The Pinnacle lookout

After proving that the "pinnacle" (around 200 metres lower than the mountain's highest point), I was now under a moral obligation to climb it and take in the view. It was, indeed, spectacular, as were all the other views from this side of the escarpment, stretching for hundreds of kilometres. It really is a great way to get a different perspective of some of the areas I regularly travel that give me so much pleasure. And yet, even now, this day wasn't finished.

My legs had some complaints about the final climb to The Bar Mountain over the mud, which was still rather slippery, but the scenery provided plenty of inspiration, and left plenty of oxygen in the air. The Bar Mountain itself ultimately proved a disappointment.

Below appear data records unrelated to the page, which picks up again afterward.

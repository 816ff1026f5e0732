//! Alignment of regridded layers onto the daily study calendar.

use std::collections::BTreeMap;
use std::sync::Arc;

use chrono::{Duration, NaiveDate};
use serde::{Deserialize, Serialize};
use tracing::{debug, warn};

use crate::domain::{DateRange, VariableName};
use crate::raster::{CellValue, RasterLayer, StatBundle};

/// How days inside a composite window are filled.
#[derive(Debug, Clone, Copy, PartialEq, Eq, Default, Serialize, Deserialize)]
#[serde(rename_all = "snake_case")]
pub enum CompositeMode {
    #[default]
    ForwardFill,
    Interpolate,
}

/// Provenance of one (variable, date) slot.
#[derive(Debug, Clone, Copy, PartialEq, Eq, Serialize, Deserialize)]
#[serde(rename_all = "snake_case")]
pub enum Coverage {
    Computed,
    ForwardFilled,
    Interpolated,
    Static,
    Missing,
}

#[derive(Debug, Clone, Copy, PartialEq, Eq)]
pub enum Cadence {
    Daily,
    Composite { window_days: u32, mode: CompositeMode },
    Static,
}

/// Exactly one slot per target date, each either a layer or an explicit gap.
#[derive(Debug, Clone)]
pub struct AlignedSeries {
    pub variable: VariableName,
    pub range: DateRange,
    pub slots: Vec<Option<Arc<RasterLayer>>>,
    pub coverage: Vec<Coverage>,
}

impl AlignedSeries {
    pub fn dates(&self) -> impl Iterator<Item = NaiveDate> + use<> {
        self.range.days()
    }

    pub fn get(&self, date: NaiveDate) -> Option<&Arc<RasterLayer>> {
        let offset = (date - self.range.start).num_days();
        if offset < 0 {
            return None;
        }
        self.slots.get(offset as usize).and_then(Option::as_ref)
    }

    pub fn coverage_on(&self, date: NaiveDate) -> Option<Coverage> {
        let offset = (date - self.range.start).num_days();
        if offset < 0 {
            return None;
        }
        self.coverage.get(offset as usize).copied()
    }

    pub fn is_static(&self) -> bool {
        self.coverage.iter().all(|c| *c == Coverage::Static)
    }

    pub fn missing_days(&self) -> usize {
        self.coverage
            .iter()
            .filter(|c| **c == Coverage::Missing)
            .count()
    }

    /// Share of target dates that are not gaps.
    pub fn completeness(&self) -> f64 {
        if self.coverage.is_empty() {
            return 0.0;
        }
        1.0 - self.missing_days() as f64 / self.coverage.len() as f64
    }
}

pub struct TemporalAligner;

impl TemporalAligner {
    pub fn align(
        variable: VariableName,
        layers: Vec<RasterLayer>,
        range: &DateRange,
        cadence: Cadence,
    ) -> AlignedSeries {
        let len = range.len_days();
        let mut series = AlignedSeries {
            variable,
            range: *range,
            slots: vec![None; len],
            coverage: vec![Coverage::Missing; len],
        };
        match cadence {
            Cadence::Static => align_static(&mut series, layers),
            Cadence::Daily => align_daily(&mut series, layers),
            Cadence::Composite { window_days, mode } => {
                align_composite(&mut series, layers, window_days.max(1), mode)
            }
        }
        debug!(
            variable = %series.variable,
            missing = series.missing_days(),
            days = len,
            "aligned series"
        );
        series
    }
}

fn slot_index(range: &DateRange, date: NaiveDate) -> Option<usize> {
    range
        .contains(date)
        .then(|| (date - range.start).num_days() as usize)
}

fn align_static(series: &mut AlignedSeries, layers: Vec<RasterLayer>) {
    if layers.len() > 1 {
        warn!(variable = %series.variable, layers = layers.len(), "several static layers; keeping the first");
    }
    let Some(layer) = layers.into_iter().next() else {
        return;
    };
    let layer = Arc::new(RasterLayer { date: None, ..layer });
    for (slot, coverage) in series.slots.iter_mut().zip(series.coverage.iter_mut()) {
        *slot = Some(Arc::clone(&layer));
        *coverage = Coverage::Static;
    }
}

fn align_daily(series: &mut AlignedSeries, layers: Vec<RasterLayer>) {
    for layer in layers {
        let Some(date) = layer.date else {
            warn!(variable = %series.variable, "undated layer in a daily source; ignored");
            continue;
        };
        let Some(i) = slot_index(&series.range, date) else {
            continue;
        };
        if series.slots[i].is_some() {
            warn!(variable = %series.variable, %date, "duplicate daily layer; keeping the later one");
        }
        series.slots[i] = Some(Arc::new(layer));
        series.coverage[i] = Coverage::Computed;
    }
}

fn align_composite(
    series: &mut AlignedSeries,
    layers: Vec<RasterLayer>,
    window_days: u32,
    mode: CompositeMode,
) {
    let mut composites: BTreeMap<NaiveDate, Arc<RasterLayer>> = BTreeMap::new();
    for layer in layers {
        match layer.date {
            Some(date) => {
                composites.insert(date, Arc::new(layer));
            }
            None => warn!(variable = %series.variable, "undated composite layer; ignored"),
        }
    }
    let window = Duration::days(window_days as i64 - 1);

    // Later composites take over the days they share with earlier ones.
    for (start, layer) in &composites {
        let held = DateRange {
            start: *start,
            end: *start + window,
        };
        for date in held.days() {
            if let Some(i) = slot_index(&series.range, date) {
                series.slots[i] = Some(Arc::clone(layer));
                series.coverage[i] = if date == *start {
                    Coverage::Computed
                } else {
                    Coverage::ForwardFilled
                };
            }
        }
    }

    if mode != CompositeMode::Interpolate {
        return;
    }
    let half = Duration::days((window_days as i64 - 1) / 2);
    let ordered: Vec<(&NaiveDate, &Arc<RasterLayer>)> = composites.iter().collect();
    for pair in ordered.windows(2) {
        let (a_start, a) = pair[0];
        let (b_start, b) = pair[1];
        let a_end = *a_start + window;
        // Only composites whose windows touch or overlap are bridged.
        if *b_start > a_end + Duration::days(1) {
            continue;
        }
        let a_mid = *a_start + half;
        let b_mid = *b_start + half;
        let span = (b_mid - a_mid).num_days();
        if span < 2 {
            continue;
        }
        for offset in 1..span {
            let date = a_mid + Duration::days(offset);
            let Some(i) = slot_index(&series.range, date) else {
                continue;
            };
            let weight = offset as f64 / span as f64;
            let held_a = date <= a_end;
            let held_b = date >= *b_start;
            let cells = a
                .cells
                .iter()
                .zip(b.cells.iter())
                .map(|(va, vb)| match (va, vb) {
                    (Some(va), Some(vb)) => Some(lerp_cell(va, vb, weight)),
                    (Some(va), None) if held_a => Some(*va),
                    (None, Some(vb)) if held_b => Some(*vb),
                    _ => None,
                })
                .collect();
            series.slots[i] = Some(Arc::new(RasterLayer {
                variable: a.variable.clone(),
                date: Some(date),
                grid: Arc::clone(&a.grid),
                cells,
            }));
            series.coverage[i] = Coverage::Interpolated;
        }
    }
}

fn lerp(a: f64, b: f64, t: f64) -> f64 {
    a + (b - a) * t
}

fn lerp_cell(a: &CellValue, b: &CellValue, t: f64) -> CellValue {
    match (a, b) {
        (CellValue::Stats(a), CellValue::Stats(b)) => CellValue::Stats(StatBundle {
            mean: lerp(a.mean, b.mean, t),
            median: lerp(a.median, b.median, t),
            std: lerp(a.std, b.std, t),
            min: lerp(a.min, b.min, t),
            max: lerp(a.max, b.max, t),
            count: a.count.min(b.count),
        }),
        _ => CellValue::Scalar(lerp(a.mean(), b.mean(), t)),
    }
}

Walking tracks branched off from a picnic ground here, but I could find no mention of the Collins Creek Falls that I'd read about elsewhere. That will have to wait for another day, but there was still one final twist in this tale. If the local graffiti "artist" at the picnic ground ever reads this, s/he would be advised to learn how to spell the words before trying to write them -- what exactly are "hippeys"?

Hanging Rock creek falls

I descended, nay, plummeted down the mountain at a gradient-inspired speed that really was much too fast, losing a pair of sunglasses in the process, but somehow surviving, then I completely ignored the signs directing me to Kyogle and headed off down another route. If a map I had seen at the Sphinx Rock cafe the previous day was correct, I could find another waterfall. It all fell into place beautifully, and after a beautiful, deserted ride by a creek, I discovered an unsigned waterfall, small but pretty and totally uncluttered. It provided a great finish to a memorable day.

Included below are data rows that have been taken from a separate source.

use std::io::{self, BufRead, Read};

use tracing::{debug, info, warn};

use crate::ast::{Line, RunCall};
use crate::emitter::{self, PROLOGUE};
use crate::parser::IjmParser;
use crate::text::{is_space, split_lines};
use crate::tokenizer::split_args;

/// Macro comment marker
const COMMENT_MARKER: &str = "//";

/// Indent of continuation lines in multi-token argument expressions
pub const DEFAULT_INDENT: usize = 8;

/// Per-classification line counts for one conversion
#[derive(Debug, Default, Clone, Copy, PartialEq, Eq)]
pub struct ConversionStats {
    pub calls: usize,
    pub comments: usize,
    pub unconverted: usize,
    pub blank: usize,
}

impl ConversionStats {
    fn record(&mut self, line: &Line) {
        match line {
            Line::Blank => self.blank += 1,
            Line::Comment(_) => self.comments += 1,
            Line::Call(_) => self.calls += 1,
            Line::Unconverted(_) => self.unconverted += 1,
        }
    }

    pub fn total(&self) -> usize {
        self.calls + self.comments + self.unconverted + self.blank
    }
}

/// Classify one source line. Comments win over calls, so a commented-out
/// `run(...)` stays a comment.
pub fn classify(line: &str) -> Line<'_> {
    let stripped = line.trim_start_matches(is_space);
    if let Some(rest) = stripped.strip_prefix(COMMENT_MARKER) {
        return Line::Comment(rest.trim_start_matches(is_space));
    }

    if let Some(call) = IjmParser::parse_run_call(line) {
        return Line::Call(call);
    }

    if stripped.is_empty() {
        Line::Blank
    } else {
        Line::Unconverted(line)
    }
}

/// ImageJ macro to Fiji Jython converter
#[derive(Debug, Clone)]
pub struct Converter {
    indent: String,
}

impl Default for Converter {
    fn default() -> Self {
        Self::new(DEFAULT_INDENT)
    }
}

impl Converter {
    /// `indent` is the number of spaces before each continuation literal
    pub fn new(indent: usize) -> Self {
        Self {
            indent: " ".repeat(indent),
        }
    }

    /// Convert a whole macro document (main entry point)
    pub fn convert(&self, source: &str) -> String {
        self.convert_with_stats(source).0
    }

    /// Convert a whole macro document and report what each line became
    pub fn convert_with_stats(&self, source: &str) -> (String, ConversionStats) {
        let mut out = String::with_capacity(PROLOGUE.len() + source.len() * 2);
        let mut stats = ConversionStats::default();
        out.push_str(PROLOGUE);

        for (idx, raw) in split_lines(source).into_iter().enumerate() {
            let line = classify(raw);
            debug!(line = idx + 1, kind = line.kind(), "classified");
            if let Line::Unconverted(text) = &line {
                warn!(line = idx + 1, text, "left unconverted");
            }
            stats.record(&line);
            self.emit(&line, &mut out);
        }

        info!(
            lines = stats.total(),
            calls = stats.calls,
            comments = stats.comments,
            unconverted = stats.unconverted,
            "conversion finished"
        );
        (out, stats)
    }

    /// Convert a single line, newline included
    pub fn convert_line(&self, line: &str) -> String {
        let mut out = String::new();
        self.emit(&classify(line), &mut out);
        out
    }

    fn emit(&self, line: &Line, out: &mut String) {
        match line {
            Line::Blank => {}
            Line::Comment(text) => out.push_str(&emitter::comment(text)),
            Line::Call(call) => out.push_str(&self.render_call(call)),
            Line::Unconverted(text) => {
                out.push_str(&emitter::comment(&format!("[unconverted] {text}")))
            }
        }
        out.push('\n');
    }

    fn render_call(&self, call: &RunCall) -> String {
        let tokens = split_args(&call.args);
        let args_expr = emitter::format_args(&tokens, &self.indent);
        emitter::run_statement(&call.command, &args_expr)
    }
}

/// A reader wrapper that converts a macro document on the fly.
///
/// The inner reader is drained on the first non-empty read; invalid UTF-8
/// is replaced with U+FFFD rather than failing.
pub struct ConvertingReader<R: Read> {
    inner: R,
    converter: Converter,
    script: Vec<u8>,
    script_pos: usize,
    stats: Option<ConversionStats>,
}

impl<R: Read> ConvertingReader<R> {
    pub fn new(inner: R, converter: Converter) -> Self {
        Self {
            inner,
            converter,
            script: Vec::new(),
            script_pos: 0,
            stats: None,
        }
    }

    /// Line counts, once the input has been converted
    pub fn stats(&self) -> Option<ConversionStats> {
        self.stats
    }

    /// Converted script not yet handed out
    fn pending(&mut self) -> io::Result<&[u8]> {
        if self.stats.is_none() {
            let mut input = Vec::new();
            self.inner.read_to_end(&mut input)?;

            let source = String::from_utf8_lossy(&input);
            let (script, stats) = self.converter.convert_with_stats(&source);
            self.script = script.into_bytes();
            self.stats = Some(stats);
        }

        Ok(&self.script[self.script_pos..])
    }
}

impl<R: Read> Read for ConvertingReader<R> {
    fn read(&mut self, buf: &mut [u8]) -> io::Result<usize> {
        if buf.is_empty() {
            return Ok(0);
        }

        let pending = self.pending()?;
        let n = pending.len().min(buf.len());
        buf[..n].copy_from_slice(&pending[..n]);
        self.script_pos += n;

        Ok(n)
    }
}

impl<R: Read> BufRead for ConvertingReader<R> {
    fn fill_buf(&mut self) -> io::Result<&[u8]> {
        self.pending()
    }

    fn consume(&mut self, amt: usize) {
        self.script_pos = (self.script_pos + amt).min(self.script.len());
    }
}

#[cfg(test)]
mod tests {
    use super::*;

    fn body(output: &str) -> &str {
        output.strip_prefix(PROLOGUE).expect("output starts with prologue")
    }

    #[test]
    fn test_prologue_on_empty_input() {
        assert_eq!(Converter::default().convert(""), PROLOGUE);
    }

    #[test]
    fn test_comment_line() {
        let converter = Converter::default();
        assert_eq!(converter.convert_line("// crop image"), "# crop image\n");
        assert_eq!(converter.convert_line("   //crop"), "# crop\n");
        assert_eq!(converter.convert_line("//"), "# \n");
    }

    #[test]
    fn test_commented_run_stays_comment() {
        let line = r#"// run("Close", "")"#;
        assert!(matches!(classify(line), Line::Comment(_)));
        assert_eq!(
            Converter::default().convert_line(line),
            "# run(\"Close\", \"\")\n"
        );
    }

    #[test]
    fn test_run_multiple_tokens() {
        let converter = Converter::default();
        let out = converter.convert_line(r#"run("Gaussian Blur...", "sigma=2 slice");"#);
        assert_eq!(
            out,
            "IJ.run(\"Gaussian Blur...\", (\n        \"sigma=2\\n \"\n        \"slice\"\n))\n"
        );
    }

    #[test]
    fn test_run_single_token() {
        let out = Converter::default().convert_line(r#"run("Invert", "stack");"#);
        assert_eq!(out, "IJ.run(\"Invert\", \"stack\")\n");
    }

    #[test]
    fn test_run_empty_args() {
        let out = Converter::default().convert_line(r#"run("Close", "");"#);
        assert_eq!(out, "IJ.run(\"Close\", \"\")\n");
    }

    #[test]
    fn test_run_bracketed_path() {
        let out = Converter::new(4)
            .convert_line(r#"run("Image Sequence...", "open=[D:/10 mW/subsampled] sort");"#);
        assert_eq!(
            out,
            "IJ.run(\"Image Sequence...\", (\n    \"open=[D:/10 mW/subsampled]\\n \"\n    \"sort\"\n))\n"
        );
    }

    #[test]
    fn test_unconverted_line() {
        let out = Converter::default().convert_line("var x = 5;");
        assert_eq!(out, "# [unconverted] var x = 5;\n");
    }

    #[test]
    fn test_unconverted_keeps_indentation() {
        let out = Converter::default().convert_line("    x = getWidth();");
        assert_eq!(out, "# [unconverted]     x = getWidth();\n");
    }

    #[test]
    fn test_blank_lines() {
        let converter = Converter::default();
        assert_eq!(converter.convert_line(""), "\n");
        assert_eq!(converter.convert_line(" \t "), "\n");
    }

    #[test]
    fn test_document() {
        let source = "// open\nopen(\"a.tif\");\n\nrun(\"8-bit\", \"\");\n";
        let (out, stats) = Converter::default().convert_with_stats(source);
        assert_eq!(
            body(&out),
            "# open\n# [unconverted] open(\"a.tif\");\n\nIJ.run(\"8-bit\", \"\")\n"
        );
        assert_eq!(
            stats,
            ConversionStats {
                calls: 1,
                comments: 1,
                unconverted: 1,
                blank: 1,
            }
        );
    }

    #[test]
    fn test_line_count_without_multi_token_calls() {
        let source = "// a\r\nrun(\"Close\", \"\")\r\nx = 1;\r\n\r\nrun(\"Invert\", \"stack\")";
        let out = Converter::default().convert(source);
        // two header lines and the blank separator
        assert_eq!(out.lines().count(), source.lines().count() + 3);
    }

    #[test]
    fn test_carriage_return_ends_line() {
        let source = "// note\rrun(\"Close\", \"\")\nx = 1;\rIJ.log(\"live\")\n";
        let out = Converter::default().convert(source);
        assert_eq!(
            body(&out),
            "# note\nIJ.run(\"Close\", \"\")\n# [unconverted] x = 1;\n# [unconverted] IJ.log(\"live\")\n"
        );
    }

    #[test]
    fn test_unconverted_output_has_no_stray_breaks() {
        let source = "a = 1;\u{2028}b = 2;\x0cc = 3;\u{85}d = 4;";
        let out = Converter::default().convert(source);
        assert_eq!(
            body(&out),
            "# [unconverted] a = 1;\n# [unconverted] b = 2;\n# [unconverted] c = 3;\n# [unconverted] d = 4;\n"
        );
    }

    #[test]
    fn test_ascii_separators_split_tokens() {
        let out = Converter::new(2).convert_line("run(\"A\", \"a\u{1f}b\");");
        assert_eq!(out, "IJ.run(\"A\", (\n  \"a\\n \"\n  \"b\"\n))\n");
    }

    #[test]
    fn test_multi_token_call_expands_lines() {
        let source = "run(\"Blur\", \"a b c\")\n";
        let out = Converter::default().convert(source);
        assert!(out.lines().count() > source.lines().count() + 2);
    }

    #[test]
    fn test_converting_reader() {
        let input = "// hi\nrun(\"Invert\", \"stack\");\n";
        let mut reader = ConvertingReader::new(input.as_bytes(), Converter::default());

        let mut output = String::new();
        reader.read_to_string(&mut output).unwrap();

        assert_eq!(body(&output), "# hi\nIJ.run(\"Invert\", \"stack\")\n");
        let stats = reader.stats().unwrap();
        assert_eq!(stats.calls, 1);
        assert_eq!(stats.comments, 1);
    }

    #[test]
    fn test_converting_reader_empty_read_does_not_convert() {
        let mut reader = ConvertingReader::new("x = 1;\n".as_bytes(), Converter::default());

        assert_eq!(reader.read(&mut []).unwrap(), 0);
        assert_eq!(reader.stats(), None);
    }

    #[test]
    fn test_converting_reader_buf_read_lines() {
        let input = "// a\nrun(\"Close\", \"\")\n";
        let reader = ConvertingReader::new(input.as_bytes(), Converter::default());

        let lines: Vec<String> = reader.lines().map(|l| l.unwrap()).collect();
        assert_eq!(
            lines,
            vec!["#@String ", "from ij import IJ", "", "# a", "IJ.run(\"Close\", \"\")"]
        );
    }

    #[test]
    fn test_converting_reader_replaces_invalid_utf8() {
        let input: &[u8] = b"// caf\xe9\n";
        let mut reader = ConvertingReader::new(input, Converter::default());

        let mut output = String::new();
        reader.read_to_string(&mut output).unwrap();

        assert_eq!(body(&output), "# caf\u{FFFD}\n");
    }
}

I returned to the main road near Cawongla, rode over that 11% climb again, and returned to Kyogle with over 2,200 metres of climbing in around 104km. It was a taxing but extremely rewarding day, and one that I may yet make an annual fixture on my calendar. Northern NSW truly offers some of the best cycling in Australia. Incidentally, that takeaway joint in Kyogle's main street that advertises pasta doesn't actually sell it. Given that it's been about two years since they last did, they should probably consider removing the sign.

* * * * * * * *

Mt Burrell and The Sphinx

Now all that was left was the final ride back to the Gold Coast to complete the weekend. I've done this many times over, and yet those two initial climbs out of Kyogle remain a challenge. Either that, or the previous day's ride took more out of me than I was prepared to admit. I got over the climbs and descended my way into the Tweed Valley, before negotiating the rolling hills toward Murwillumbah.

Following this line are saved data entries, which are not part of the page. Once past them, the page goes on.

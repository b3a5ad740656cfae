//! String-literal escaping between the macro language and Python.

use std::borrow::Cow;

/// Undo macro string escapes: `\\`, `\"`, `\n`, `\t`.
///
/// Each rule is a full find-and-replace applied to the output of the
/// previous one, in that order. `\\n` therefore ends up as a newline, not
/// as a backslash followed by `n`.
pub fn decode(raw: &str) -> Cow<'_, str> {
    if !raw.contains('\\') {
        return Cow::Borrowed(raw);
    }

    Cow::Owned(
        raw.replace(r"\\", "\\")
            .replace(r#"\""#, "\"")
            .replace(r"\n", "\n")
            .replace(r"\t", "\t"),
    )
}

/// Escape text for the inside of a double-quoted Python literal.
/// Only backslashes and quotes are touched; newlines and tabs pass through.
pub fn encode(text: &str) -> Cow<'_, str> {
    if !text.contains(['\\', '"']) {
        return Cow::Borrowed(text);
    }

    Cow::Owned(text.replace('\\', r"\\").replace('"', r#"\""#))
}
//! Splitting of recorded-macro argument strings.

use crate::text::is_space;

/// Open bracket counts. A closer only counts when its opener is open.
#[derive(Debug, Default)]
struct Depth {
    square: usize,
    curly: usize,
    paren: usize,
}

impl Depth {
    fn track(&mut self, ch: char) {
        match ch {
            '[' => self.square += 1,
            ']' => self.square = self.square.saturating_sub(1),
            '{' => self.curly += 1,
            '}' => self.curly = self.curly.saturating_sub(1),
            '(' => self.paren += 1,
            ')' => self.paren = self.paren.saturating_sub(1),
            _ => {}
        }
    }

    fn at_top_level(&self) -> bool {
        self.square == 0 && self.curly == 0 && self.paren == 0
    }
}

/// Split an argument string such as `key=val key2=[val with spaces] flag`
/// on whitespace, leaving `[...]`, `{...}` and `(...)` spans whole.
///
/// Tokens are trimmed and empty ones are dropped, so an empty or blank
/// argument string gives no tokens.
pub fn split_args(args: &str) -> Vec<&str> {
    let mut tokens = Vec::new();
    let mut depth = Depth::default();
    let mut start = 0;

    for (idx, ch) in args.char_indices() {
        depth.track(ch);
        if is_space(ch) && depth.at_top_level() {
            push_token(&mut tokens, &args[start..idx]);
            start = idx + ch.len_utf8();
        }
    }
    push_token(&mut tokens, &args[start..]);

    tokens
}

fn push_token<'a>(tokens: &mut Vec<&'a str>, token: &'a str) {
    let token = token.trim_matches(is_space);
    if !token.is_empty() {
        tokens.push(token);
    }
}
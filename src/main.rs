use anyhow::Result;
use clap::Parser;
use tracing_subscriber::{EnvFilter, layer::SubscriberExt, util::SubscriberInitExt};

use cli::CommandLine;
use ijm2py::{Converter, convert_file, default_output_path};

mod cli;

fn main() -> Result<()> {
    let args = CommandLine::parse();

    // stdout only carries the confirmation line
    let default_filter = if args.verbose { "ijm2py=debug" } else { "ijm2py=warn" };
    tracing_subscriber::registry()
        .with(EnvFilter::try_from_default_env().unwrap_or_else(|_| default_filter.into()))
        .with(tracing_subscriber::fmt::layer().with_writer(std::io::stderr))
        .init();

    let output = args
        .output
        .clone()
        .unwrap_or_else(|| default_output_path(&args.input));

    convert_file(&Converter::new(args.indent), &args.input, &output)?;

    println!("Wrote: {}", output.display());
    Ok(())
}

There are all sorts of little surprises in the Tweed Valley, and not all of them are natural features. A rather large property near Uki had a big "No Nightcap Dam" sign at their front gate, and a tee-pee in their back yard. There was quite a pile of other stuff there too, including a couple of caravans and various junk accumulated over an apparently long time. A couple of motorbike riders wanted to have a chat as I rode along. It was nice to have a chat, but it's hard to speak at a volume loud enough to drown out their motor and save enough breath to keep pedalling. Maybe next time I'll pull over.

After Uki the northerly wind picked up, which increased the temperature and slowed my progress. Fortunately, I had the option of returning home via Urliup, which threaded a needle through more rainforest and eliminated both the heat and the rainforest. After negotiating Bilambil and the last 25km of suburbia, it was done. Another memorable cycling weekend was completed. As noted before, this weekend's Crows Nest tour is delayed, probably until next month now, but there will be other fish to fry in coming weekends. I also have a 400k to prepare for, probably on the weekend following the Crows Nest tour (assuming it goes ahead this time). Bring it on.